One of the great privileges of working on volcanoes is that you get the chance to visit some amazing places, and to meet some extraordinary people. Recently, I got the chance to return to Montserrat, a small volcanic island in the Caribbean which has been the site of a dome-forming eruption since July 1995. I had first visited Montserrat in early 1998, when I had a short tour as one of the staff scientists at the Montserrat Volcano Observatory which, at that time, was temporarily located in the north of the island.
In my report for the Cambridge Evening News for the first week of February 1998, I wrote ‘Montserrat’s volcano coughed back to life this week, and reminded us of its ability to make the lives of thousands of people miserable. Every eight hours there were pulses of earthquakes as avalanches of rock fell from the dome. None of these earthquakes was large enough to be felt, but during each pulse of activity vast orange-grey clouds of dust or ash rose from the volcano. These clouds drifted across the island, sprinkling everything with gritty powder. As the clumps land they break up into tiny dust particles which form an irritating, choking haze that coats everything with a stubborn grey film. In the space of two days, fifty thousand tonnes of ash smothered the island under a layer of what looks like cement powder.’

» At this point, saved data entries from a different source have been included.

//! Topic-indexed config map with live fan-out to subscribers.

use std::collections::BTreeMap;
use std::fmt;
use std::sync::atomic::{AtomicU64, Ordering};
use std::sync::Arc;

use parking_lot::RwLock;
use tokio::sync::{mpsc, Mutex};

use crate::api::{config_id, Config, StunnerConfig};
use crate::observability::metrics;
use crate::store::topic::Topic;

/// Minimum capacity of a subscription channel.
pub const CHANNEL_BUFFER: usize = 256;

/// Decides whether a subscription wants a forced resend for a push target.
pub type Filter<T> = Arc<dyn Fn(&T) -> bool + Send + Sync>;

/// Rewrites a document just before it is handed to one subscriber.
pub type Patch = Arc<dyn Fn(StunnerConfig) -> StunnerConfig + Send + Sync>;

/// Handle identifying a registered subscription.
#[derive(Debug, Clone, Copy, PartialEq, Eq, Hash)]
pub struct SubscriptionId(u64);

impl fmt::Display for SubscriptionId {
    fn fmt(&self, f: &mut fmt::Formatter<'_>) -> fmt::Result {
        write!(f, "sub-{}", self.0)
    }
}

struct Subscription<T> {
    id: SubscriptionId,
    topic: Topic,
    tx: mpsc::Sender<Config>,
    filter: Option<Filter<T>>,
    patch: Option<Patch>,
}

impl<T> Clone for Subscription<T> {
    fn clone(&self) -> Self {
        Self {
            id: self.id,
            topic: self.topic.clone(),
            tx: self.tx.clone(),
            filter: self.filter.clone(),
            patch: self.patch.clone(),
        }
    }
}

impl<T> Subscription<T> {
    fn prepare(&self, config: &Config) -> Config {
        let mut update = config.clone();
        if let Some(patch) = &self.patch {
            update.config = patch(update.config);
        }
        update
    }
}

/// Receiving end of a subscription.
///
/// Yields `None` once the subscription is removed and every queued update has
/// been drained. The holder must keep draining it: a full channel stalls the
/// store mutation that is trying to deliver to it.
#[derive(Debug)]
pub struct ConfigStream {
    id: SubscriptionId,
    rx: mpsc::Receiver<Config>,
}

impl ConfigStream {
    pub fn id(&self) -> SubscriptionId {
        self.id
    }

    pub async fn recv(&mut self) -> Option<Config> {
        self.rx.recv().await
    }

    /// Take an already queued update without waiting.
    pub fn try_recv(&mut self) -> Option<Config> {
        self.rx.try_recv().ok()
    }
}

struct Inner<T> {
    configs: BTreeMap<String, Config>,
    subscriptions: Vec<Subscription<T>>,
}

impl<T> Inner<T> {
    fn matching(&self, namespace: &str, name: &str) -> Vec<Subscription<T>> {
        self.subscriptions
            .iter()
            .filter(|s| s.topic.matches_id(namespace, name))
            .cloned()
            .collect()
    }
}

/// The single source of truth for the configs that currently exist.
///
/// `T` is the push target type (a node name in the server) that subscription
/// filters are evaluated against; it is never compared with config content.
pub struct ConfigStore<T = String> {
    inner: RwLock<Inner<T>>,
    /// Serializes mutations and their fan-out.
    serial: Mutex<()>,
    next_id: AtomicU64,
}

impl<T> Default for ConfigStore<T> {
    fn default() -> Self {
        Self::new()
    }
}

impl<T> ConfigStore<T> {
    pub fn new() -> Self {
        Self {
            inner: RwLock::new(Inner {
                configs: BTreeMap::new(),
                subscriptions: Vec::new(),
            }),
            serial: Mutex::new(()),
            next_id: AtomicU64::new(1),
        }
    }

    /// Look up one config.
    pub fn get(&self, namespace: &str, name: &str) -> Option<Config> {
        self.inner.read().configs.get(&config_id(namespace, name)).cloned()
    }

    /// Copy of every stored config, ordered by identity.
    pub fn snapshot(&self) -> Vec<Config> {
        self.inner.read().configs.values().cloned().collect()
    }

    pub fn len(&self) -> usize {
        self.inner.read().configs.len()
    }

    pub fn is_empty(&self) -> bool {
        self.inner.read().configs.is_empty()
    }

    pub fn subscription_count(&self) -> usize {
        self.inner.read().subscriptions.len()
    }

    /// Store `config` under `namespace/name` and notify matching subscribers.
    ///
    /// Returns `false` without notifying anyone if an equal document is
    /// already stored.
    pub async fn upsert(&self, namespace: &str, name: &str, config: StunnerConfig) -> bool {
        let _serial = self.serial.lock().await;
        let id = config_id(namespace, name);
        let entry = Config::new(namespace, name, config);

        let subscribers = {
            let mut inner = self.inner.write();
            if inner.configs.get(&id).is_some_and(|c| c.config == entry.config) {
                tracing::trace!(id = %id, "Config unchanged, skipping upsert");
                return false;
            }
            inner.configs.insert(id.clone(), entry.clone());
            metrics::record_config_count(inner.configs.len());
            inner.matching(namespace, name)
        };

        tracing::debug!(id = %id, subscribers = subscribers.len(), "Config upserted");
        metrics::record_config_update("upsert");
        let deliveries = subscribers
            .into_iter()
            .map(|sub| {
                let update = sub.prepare(&entry);
                (sub, update)
            })
            .collect();
        self.send_all(deliveries).await;
        true
    }

    /// Remove `namespace/name`.
    ///
    /// With a sentinel the removal is announced to matching subscribers,
    /// without one it is silent. Returns whether the config existed; nothing
    /// is announced for a config that was never stored.
    pub async fn delete(&self, namespace: &str, name: &str, sentinel: Option<StunnerConfig>) -> bool {
        let _serial = self.serial.lock().await;
        let id = config_id(namespace, name);

        let subscribers = {
            let mut inner = self.inner.write();
            if inner.configs.remove(&id).is_none() {
                tracing::trace!(id = %id, "Delete of unknown config ignored");
                return false;
            }
            metrics::record_config_count(inner.configs.len());
            if sentinel.is_some() {
                inner.matching(namespace, name)
            } else {
                Vec::new()
            }
        };

        metrics::record_config_update("delete");
        match sentinel {
            Some(sentinel) => {
                tracing::debug!(id = %id, subscribers = subscribers.len(), "Config deleted, announcing");
                let entry = Config::new(namespace, name, sentinel);
                let deliveries = subscribers
                    .into_iter()
                    .map(|sub| {
                        let update = sub.prepare(&entry);
                        (sub, update)
                    })
                    .collect();
                self.send_all(deliveries).await;
            }
            None => tracing::debug!(id = %id, "Config deleted silently"),
        }
        true
    }

    /// Subscribe to every config.
    pub async fn subscribe_all(&self, filter: Option<Filter<T>>, patch: Option<Patch>) -> ConfigStream {
        self.subscribe(Topic::All, filter, patch).await
    }

    /// Subscribe to the configs of one namespace.
    pub async fn subscribe_namespace(
        &self,
        namespace: &str,
        filter: Option<Filter<T>>,
        patch: Option<Patch>,
    ) -> ConfigStream {
        self.subscribe(Topic::namespace(namespace), filter, patch).await
    }

    /// Subscribe to a single config.
    pub async fn subscribe_config(
        &self,
        namespace: &str,
        name: &str,
        filter: Option<Filter<T>>,
        patch: Option<Patch>,
    ) -> ConfigStream {
        self.subscribe(Topic::config(namespace, name), filter, patch).await
    }

    /// Register a subscription and replay the matching current state into it.
    pub async fn subscribe(&self, topic: Topic, filter: Option<Filter<T>>, patch: Option<Patch>) -> ConfigStream {
        let _serial = self.serial.lock().await;
        let id = SubscriptionId(self.next_id.fetch_add(1, Ordering::Relaxed));

        let (sub, rx, replay) = {
            let mut inner = self.inner.write();
            let replay: Vec<Config> = inner
                .configs
                .values()
                .filter(|c| topic.matches(c))
                .cloned()
                .collect();
            // Room for the whole replay, so registering never waits on the reader.
            let (tx, rx) = mpsc::channel(CHANNEL_BUFFER.max(replay.len()));
            let sub = Subscription {
                id,
                topic,
                tx,
                filter,
                patch,
            };
            inner.subscriptions.push(sub.clone());
            metrics::record_subscription_count(inner.subscriptions.len());
            (sub, rx, replay)
        };

        tracing::debug!(subscription = %id, topic = %sub.topic, replay = replay.len(), "Subscribed");
        for config in &replay {
            if let Err(e) = sub.tx.try_send(sub.prepare(config)) {
                tracing::warn!(subscription = %id, error = %e, "Replay dropped");
            }
        }

        ConfigStream { id, rx }
    }

    /// Remove a subscription, closing its channel.
    pub fn unsubscribe(&self, id: SubscriptionId) -> bool {
        let mut inner = self.inner.write();
        let before = inner.subscriptions.len();
        inner.subscriptions.retain(|s| s.id != id);
        metrics::record_subscription_count(inner.subscriptions.len());
        let removed = inner.subscriptions.len() < before;
        if removed {
            tracing::debug!(subscription = %id, "Unsubscribed");
        }
        removed
    }

    /// Remove every subscription, closing all channels.
    pub fn unsubscribe_all(&self) {
        let mut inner = self.inner.write();
        let count = inner.subscriptions.len();
        inner.subscriptions.clear();
        metrics::record_subscription_count(0);
        tracing::debug!(count, "All subscriptions closed");
    }

    /// Resend the current matching state to every subscription whose filter
    /// accepts `target`, whether or not anything changed.
    ///
    /// Returns the number of updates delivered.
    pub async fn push(&self, target: &T) -> usize
    where
        T: Sync,
    {
        let _serial = self.serial.lock().await;
        let (subscriptions, configs) = {
            let inner = self.inner.read();
            (
                inner.subscriptions.clone(),
                inner.configs.values().cloned().collect::<Vec<_>>(),
            )
        };

        let mut deliveries = Vec::new();
        for sub in subscriptions {
            let accepted = sub.filter.as_ref().is_some_and(|filter| filter(target));
            if !accepted {
                continue;
            }
            for config in configs.iter().filter(|c| sub.topic.matches(c)) {
                let update = sub.prepare(config);
                deliveries.push((sub.clone(), update));
            }
        }

        metrics::record_config_update("push");
        self.send_all(deliveries).await
    }

    async fn send_all(&self, deliveries: Vec<(Subscription<T>, Config)>) -> usize {
        let mut sent = 0;
        let mut gone = Vec::new();
        for (sub, update) in deliveries {
            if gone.contains(&sub.id) {
                continue;
            }
            match sub.tx.send(update).await {
                Ok(()) => sent += 1,
                Err(_) => {
                    tracing::debug!(subscription = %sub.id, topic = %sub.topic, "Subscriber gone, pruning");
                    gone.push(sub.id);
                }
            }
        }

        if !gone.is_empty() {
            let mut inner = self.inner.write();
            inner.subscriptions.retain(|s| !gone.contains(&s.id));
            metrics::record_subscription_count(inner.subscriptions.len());
        }
        sent
    }
}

At that time, the eruption was in its third year, and no-one really had much of an inkling of how long the activity might continue. The capital of Montserrat, Plymouth, had been permanently evacuated two years earlier and, by early 1998, the edge of the ‘exclusion zone’ extended well into the north of the island, leaving the communities of Salem, Olveston and Old Towne like ash-coated ghost towns.
Fourteen years on, I returned to Montserrat for the first time since 2000 for the initial workshop of an ambitious project called ‘Strengthening Resilience in Volcanic Areas’ (STREVA), which brings together physical and social scientists from universities, observatories and research institutes from five (or more) countries. Montserrat is a key place for us to start to begin to understand the factors (physical, social, societal, cultural, economic…) that influence how people and communities respond to, recover from and learn to live with volcanic eruptions.
A lot has changed on Montserrat in the intervening years. The eruption has continued, in pulses and pauses, and, if anything, it appears to have settled into a pattern of behaviour that is both familiar, and that can be lived with. Outside the immediate perimeter of the volcano, and the debris-strewn fans that tumble down its sides, much of the landscape has recovered. Salem and adjoining communities have been open for the past decade, and a purpose-built volcano observatory now occupies a prominent viewpoint overlooking the steaming volcano. The island is green and vibrant and, even in the once-suburban areas that were last occupied seventeen years ago, gardens are splashed with the rich reds of bougainvillea and hibiscus. A quick comparison of the airport at Gerald’s (today, below),
and the helipad that preceded it (in 1998, below) just gives a hint of how the physical infrastructure of the island has developed in recent years.
‘Montserrat is open for business’ was the message from the current Governor of the island, Adrian Davis, as he opened the workshop. There are ambitious plans for the future, building new capacity for tourists and other activities in the north of the island, which has only occasionally been directly affected by the volcanic activity. But the strongest evidence for the strength of resolve of the residents of Montserrat, and of the bright signs for the future, came from the stories of those who lived through the darkest days of the eruption. In some of the most captivating and emotional talks I have been privileged to listen to, speaker after speaker took the audience on their personal journeys of survival and resilience. One common theme that came across was the role played by music in coping with the distress, hardship and loss experienced by communities across the island. Herman ‘Cupid’ Francis, was a teacher before the eruption, and is now three-time Calypso Monarch and Montserrat’s Director of Culture. He summed up the spirit of 1996, the height of the crisis when people were being displaced from their homes and livelihoods, with his song ‘when you go don’t go too far .. take the road that leads you home’.